Saved entries
--- --- ---

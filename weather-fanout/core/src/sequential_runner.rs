// Copyright 2025 Umberto Gotti <umberto.gotti@umbertogotti.dev>
// Licensed under the Apache License, Version 2.0
// http://www.apache.org/licenses/LICENSE-2.0

use crate::{
    FailurePolicy, FetchError, Outcome, ResultMessage, RunConfig, RunError, RunReport, Runner,
    WeatherFetcher, WorkItem,
};
use async_trait::async_trait;
use std::sync::Arc;
use std::time::Instant;
use tokio_util::sync::CancellationToken;
use tracing::{info, warn};

/// Fetches items one at a time in input order
pub struct SequentialRunner<F: WeatherFetcher> {
    fetcher: Arc<F>,
    config: RunConfig,
    cancellation_token: CancellationToken,
}

impl<F: WeatherFetcher> SequentialRunner<F> {
    pub fn new(fetcher: Arc<F>, config: RunConfig) -> Self {
        Self {
            fetcher,
            config,
            cancellation_token: CancellationToken::new(),
        }
    }

    /// Returns a clone of the cancellation token for external control
    pub fn cancellation_token(&self) -> CancellationToken {
        self.cancellation_token.clone()
    }
}

#[async_trait]
impl<F: WeatherFetcher> Runner for SequentialRunner<F> {
    fn name(&self) -> &'static str {
        "sequential"
    }

    async fn run_with(
        &self,
        items: Vec<WorkItem>,
        on_result: &mut (dyn for<'m> FnMut(&'m ResultMessage) + Send),
    ) -> Result<RunReport, RunError> {
        let start_time = Instant::now();
        info!(items = items.len(), "sequential run started");

        let mut messages = Vec::with_capacity(items.len());
        for item in items {
            let result = tokio::select! {
                biased;
                _ = self.cancellation_token.cancelled() => Err(FetchError::Cancelled),
                result = self.fetcher.fetch(&item) => result,
            };
            let message = ResultMessage::new(item, result);

            if let Outcome::Failure(e) = &message.outcome {
                warn!(item = %message.item, error = %e, "fetch failed");
                if self.config.policy == FailurePolicy::FailFast {
                    return Err(RunError::Aborted {
                        item: message.item,
                        source: e.clone(),
                        partial: messages,
                    });
                }
            }

            on_result(&message);
            messages.push(message);
        }

        let elapsed = start_time.elapsed();
        info!(results = messages.len(), ?elapsed, "sequential run finished");
        Ok(RunReport { messages, elapsed })
    }
}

--- --- ---

Retype the records above in full, matching each line exactly.

**EXERCISE ANSWER:**
filename weather-fanout/core/src/sequential_runner.rs
// Copyright 2025 Umberto Gotti <umberto.gotti@umbertogotti.dev>
// Licensed under the Apache License, Version 2.0
// http://www.apache.org/licenses/LICENSE-2.0

use crate::{
    FailurePolicy, FetchError, Outcome, ResultMessage, RunConfig, RunError, RunReport, Runner,
    WeatherFetcher, WorkItem,
};
use async_trait::async_trait;
use std::sync::Arc;
use std::time::Instant;
use tokio_util::sync::CancellationToken;
use tracing::{info, warn};

/// Fetches items one at a time in input order
pub struct SequentialRunner<F: WeatherFetcher> {
    fetcher: Arc<F>,
    config: RunConfig,
    cancellation_token: CancellationToken,
}

impl<F: WeatherFetcher> SequentialRunner<F> {
    pub fn new(fetcher: Arc<F>, config: RunConfig) -> Self {
        Self {
            fetcher,
            config,
            cancellation_token: CancellationToken::new(),
        }
    }

    /// Returns a clone of the cancellation token for external control
    pub fn cancellation_token(&self) -> CancellationToken {
        self.cancellation_token.clone()
    }
}

#[async_trait]
impl<F: WeatherFetcher> Runner for SequentialRunner<F> {
    fn name(&self) -> &'static str {
        "sequential"
    }

    async fn run_with(
        &self,
        items: Vec<WorkItem>,
        on_result: &mut (dyn for<'m> FnMut(&'m ResultMessage) + Send),
    ) -> Result<RunReport, RunError> {
        let start_time = Instant::now();
        info!(items = items.len(), "sequential run started");

        let mut messages = Vec::with_capacity(items.len());
        for item in items {
            let result = tokio::select! {
                biased;
                _ = self.cancellation_token.cancelled() => Err(FetchError::Cancelled),
                result = self.fetcher.fetch(&item) => result,
            };
            let message = ResultMessage::new(item, result);

            if let Outcome::Failure(e) = &message.outcome {
                warn!(item = %message.item, error = %e, "fetch failed");
                if self.config.policy == FailurePolicy::FailFast {
                    return Err(RunError::Aborted {
                        item: message.item,
                        source: e.clone(),
                        partial: messages,
                    });
                }
            }

            on_result(&message);
            messages.push(message);
        }

        let elapsed = start_time.elapsed();
        info!(results = messages.len(), ?elapsed, "sequential run finished");
        Ok(RunReport { messages, elapsed })
    }
}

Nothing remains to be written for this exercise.